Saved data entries
┄┄┄┄┄┄┄┄┄┄┄┄┄┄┄┄┄┄┄┄

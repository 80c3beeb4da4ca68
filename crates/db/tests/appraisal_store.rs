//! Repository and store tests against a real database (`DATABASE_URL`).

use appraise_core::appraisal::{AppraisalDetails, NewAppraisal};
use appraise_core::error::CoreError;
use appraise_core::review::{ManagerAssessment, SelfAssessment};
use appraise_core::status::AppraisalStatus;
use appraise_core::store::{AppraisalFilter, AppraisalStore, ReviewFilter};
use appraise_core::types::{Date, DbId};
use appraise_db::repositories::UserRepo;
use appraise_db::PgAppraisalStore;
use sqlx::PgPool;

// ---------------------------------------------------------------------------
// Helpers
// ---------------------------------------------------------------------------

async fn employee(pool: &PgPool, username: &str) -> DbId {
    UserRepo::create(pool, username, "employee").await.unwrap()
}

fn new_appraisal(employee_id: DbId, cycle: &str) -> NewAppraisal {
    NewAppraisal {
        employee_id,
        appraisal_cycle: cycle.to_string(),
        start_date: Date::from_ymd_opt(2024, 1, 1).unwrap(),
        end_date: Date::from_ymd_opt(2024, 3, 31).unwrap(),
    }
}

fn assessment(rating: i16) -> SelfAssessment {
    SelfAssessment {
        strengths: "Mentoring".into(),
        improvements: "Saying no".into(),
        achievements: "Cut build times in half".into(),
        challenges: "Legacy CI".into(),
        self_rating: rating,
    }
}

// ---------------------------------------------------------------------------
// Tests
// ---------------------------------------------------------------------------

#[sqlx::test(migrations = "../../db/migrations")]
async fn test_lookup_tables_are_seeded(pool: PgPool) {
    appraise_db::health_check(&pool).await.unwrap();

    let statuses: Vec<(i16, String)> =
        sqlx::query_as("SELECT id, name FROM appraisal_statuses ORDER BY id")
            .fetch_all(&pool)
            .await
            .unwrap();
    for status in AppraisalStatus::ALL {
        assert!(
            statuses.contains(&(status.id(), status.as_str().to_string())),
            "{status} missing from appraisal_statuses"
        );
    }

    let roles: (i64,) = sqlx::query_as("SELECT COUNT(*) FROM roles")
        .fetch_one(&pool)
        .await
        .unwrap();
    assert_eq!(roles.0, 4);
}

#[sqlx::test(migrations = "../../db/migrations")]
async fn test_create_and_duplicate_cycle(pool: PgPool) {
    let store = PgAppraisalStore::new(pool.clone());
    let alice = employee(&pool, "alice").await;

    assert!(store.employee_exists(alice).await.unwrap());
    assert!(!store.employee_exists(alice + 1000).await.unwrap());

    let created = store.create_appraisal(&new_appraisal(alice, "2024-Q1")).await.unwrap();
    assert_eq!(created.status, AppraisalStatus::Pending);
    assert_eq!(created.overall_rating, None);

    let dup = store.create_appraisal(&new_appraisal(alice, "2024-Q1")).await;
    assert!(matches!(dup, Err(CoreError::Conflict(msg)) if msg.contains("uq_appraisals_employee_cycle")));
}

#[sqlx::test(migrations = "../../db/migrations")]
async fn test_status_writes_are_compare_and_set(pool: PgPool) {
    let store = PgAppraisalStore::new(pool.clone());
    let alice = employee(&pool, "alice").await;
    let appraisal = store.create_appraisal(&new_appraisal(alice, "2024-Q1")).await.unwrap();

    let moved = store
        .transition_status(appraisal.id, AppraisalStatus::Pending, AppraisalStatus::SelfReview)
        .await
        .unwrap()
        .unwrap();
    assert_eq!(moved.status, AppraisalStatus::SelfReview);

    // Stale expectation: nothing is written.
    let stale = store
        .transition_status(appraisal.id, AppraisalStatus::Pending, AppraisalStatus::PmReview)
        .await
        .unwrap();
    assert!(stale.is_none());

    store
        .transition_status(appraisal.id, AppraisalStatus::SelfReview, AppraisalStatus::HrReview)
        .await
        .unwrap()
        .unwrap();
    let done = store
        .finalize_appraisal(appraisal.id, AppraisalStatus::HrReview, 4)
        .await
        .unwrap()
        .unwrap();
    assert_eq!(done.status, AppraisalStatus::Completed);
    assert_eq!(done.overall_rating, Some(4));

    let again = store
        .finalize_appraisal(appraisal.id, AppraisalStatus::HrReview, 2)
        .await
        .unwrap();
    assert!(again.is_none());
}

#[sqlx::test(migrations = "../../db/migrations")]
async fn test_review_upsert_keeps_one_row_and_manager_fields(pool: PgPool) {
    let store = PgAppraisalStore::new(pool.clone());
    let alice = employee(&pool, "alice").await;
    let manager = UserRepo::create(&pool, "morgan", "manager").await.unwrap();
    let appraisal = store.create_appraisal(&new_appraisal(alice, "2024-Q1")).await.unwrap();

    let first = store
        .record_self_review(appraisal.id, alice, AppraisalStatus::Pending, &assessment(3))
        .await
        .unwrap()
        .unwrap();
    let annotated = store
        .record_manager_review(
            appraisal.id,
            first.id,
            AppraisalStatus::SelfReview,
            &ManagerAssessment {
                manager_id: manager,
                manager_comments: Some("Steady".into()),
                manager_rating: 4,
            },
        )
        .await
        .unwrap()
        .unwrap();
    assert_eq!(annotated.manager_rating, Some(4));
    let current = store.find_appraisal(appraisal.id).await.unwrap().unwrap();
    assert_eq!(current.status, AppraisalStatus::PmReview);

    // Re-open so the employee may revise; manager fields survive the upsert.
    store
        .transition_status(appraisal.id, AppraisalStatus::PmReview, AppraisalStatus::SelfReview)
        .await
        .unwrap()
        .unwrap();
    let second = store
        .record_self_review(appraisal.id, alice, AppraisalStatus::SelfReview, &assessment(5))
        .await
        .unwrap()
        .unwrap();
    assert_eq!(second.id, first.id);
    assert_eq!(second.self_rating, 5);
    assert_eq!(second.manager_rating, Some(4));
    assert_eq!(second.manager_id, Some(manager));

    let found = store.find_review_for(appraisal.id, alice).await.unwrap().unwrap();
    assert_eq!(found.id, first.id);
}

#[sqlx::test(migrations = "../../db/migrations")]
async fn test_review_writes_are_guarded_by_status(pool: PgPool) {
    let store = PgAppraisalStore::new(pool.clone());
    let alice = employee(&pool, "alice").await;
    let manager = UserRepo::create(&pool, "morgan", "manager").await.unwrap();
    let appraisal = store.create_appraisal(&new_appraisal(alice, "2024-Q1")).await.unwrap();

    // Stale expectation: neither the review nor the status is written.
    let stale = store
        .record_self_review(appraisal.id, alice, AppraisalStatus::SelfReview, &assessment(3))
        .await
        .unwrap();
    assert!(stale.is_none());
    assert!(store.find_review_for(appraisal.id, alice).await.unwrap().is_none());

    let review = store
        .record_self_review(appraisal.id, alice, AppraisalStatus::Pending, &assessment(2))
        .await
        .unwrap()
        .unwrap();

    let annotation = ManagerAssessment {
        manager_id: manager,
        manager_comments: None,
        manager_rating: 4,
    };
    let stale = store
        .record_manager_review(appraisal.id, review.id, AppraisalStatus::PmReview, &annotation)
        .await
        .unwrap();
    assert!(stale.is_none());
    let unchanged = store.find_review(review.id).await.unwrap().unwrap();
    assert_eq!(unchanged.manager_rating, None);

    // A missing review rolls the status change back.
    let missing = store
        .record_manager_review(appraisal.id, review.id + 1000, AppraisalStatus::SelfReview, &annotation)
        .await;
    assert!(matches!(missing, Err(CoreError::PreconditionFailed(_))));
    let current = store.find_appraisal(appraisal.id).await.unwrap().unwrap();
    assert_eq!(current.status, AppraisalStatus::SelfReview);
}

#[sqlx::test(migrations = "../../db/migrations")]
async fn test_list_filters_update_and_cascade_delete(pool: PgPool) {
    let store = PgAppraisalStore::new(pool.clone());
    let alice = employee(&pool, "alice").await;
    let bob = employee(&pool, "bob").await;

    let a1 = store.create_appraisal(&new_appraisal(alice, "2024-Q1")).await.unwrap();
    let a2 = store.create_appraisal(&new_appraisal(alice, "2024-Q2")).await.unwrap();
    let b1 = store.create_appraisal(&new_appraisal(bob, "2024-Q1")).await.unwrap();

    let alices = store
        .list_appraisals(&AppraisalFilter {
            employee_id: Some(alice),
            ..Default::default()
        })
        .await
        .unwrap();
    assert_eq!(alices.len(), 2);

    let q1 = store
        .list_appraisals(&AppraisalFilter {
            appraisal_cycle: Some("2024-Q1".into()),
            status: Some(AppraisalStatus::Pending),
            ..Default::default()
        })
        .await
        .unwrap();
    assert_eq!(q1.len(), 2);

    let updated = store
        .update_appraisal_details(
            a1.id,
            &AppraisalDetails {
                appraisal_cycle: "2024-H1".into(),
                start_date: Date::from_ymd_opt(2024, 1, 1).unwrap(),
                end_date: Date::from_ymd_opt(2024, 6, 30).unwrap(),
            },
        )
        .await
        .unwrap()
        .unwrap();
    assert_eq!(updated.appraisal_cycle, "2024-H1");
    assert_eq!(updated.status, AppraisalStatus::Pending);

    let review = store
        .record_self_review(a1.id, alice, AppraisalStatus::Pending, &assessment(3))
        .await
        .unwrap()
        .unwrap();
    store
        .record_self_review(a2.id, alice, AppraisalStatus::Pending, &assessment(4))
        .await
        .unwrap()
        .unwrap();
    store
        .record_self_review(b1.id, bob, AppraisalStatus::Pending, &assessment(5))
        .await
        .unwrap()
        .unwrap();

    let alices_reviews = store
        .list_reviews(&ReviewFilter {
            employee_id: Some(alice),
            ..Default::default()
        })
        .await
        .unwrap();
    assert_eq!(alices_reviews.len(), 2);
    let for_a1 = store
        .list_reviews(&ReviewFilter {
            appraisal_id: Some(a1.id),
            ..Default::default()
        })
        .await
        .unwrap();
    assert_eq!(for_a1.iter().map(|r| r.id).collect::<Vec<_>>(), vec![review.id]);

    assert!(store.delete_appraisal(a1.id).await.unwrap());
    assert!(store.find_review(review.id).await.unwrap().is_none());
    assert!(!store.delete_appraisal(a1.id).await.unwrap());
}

┄┄┄┄┄┄┄┄┄┄┄┄┄┄┄┄┄┄┄┄

- [TASK INSTRUCTIONS]:
In the answer, give the lines from the first line of the data through the line with "use appraise_core::error::CoreError;", exactly as they appear and with no additions.

- [RESPONSE TO THE TASK]:
repository 80c3beeb4da4ca68
filename crates/db/tests/appraisal_store.rs
//! Repository and store tests against a real database (`DATABASE_URL`).

use appraise_core::appraisal::{AppraisalDetails, NewAppraisal};
use appraise_core::error::CoreError;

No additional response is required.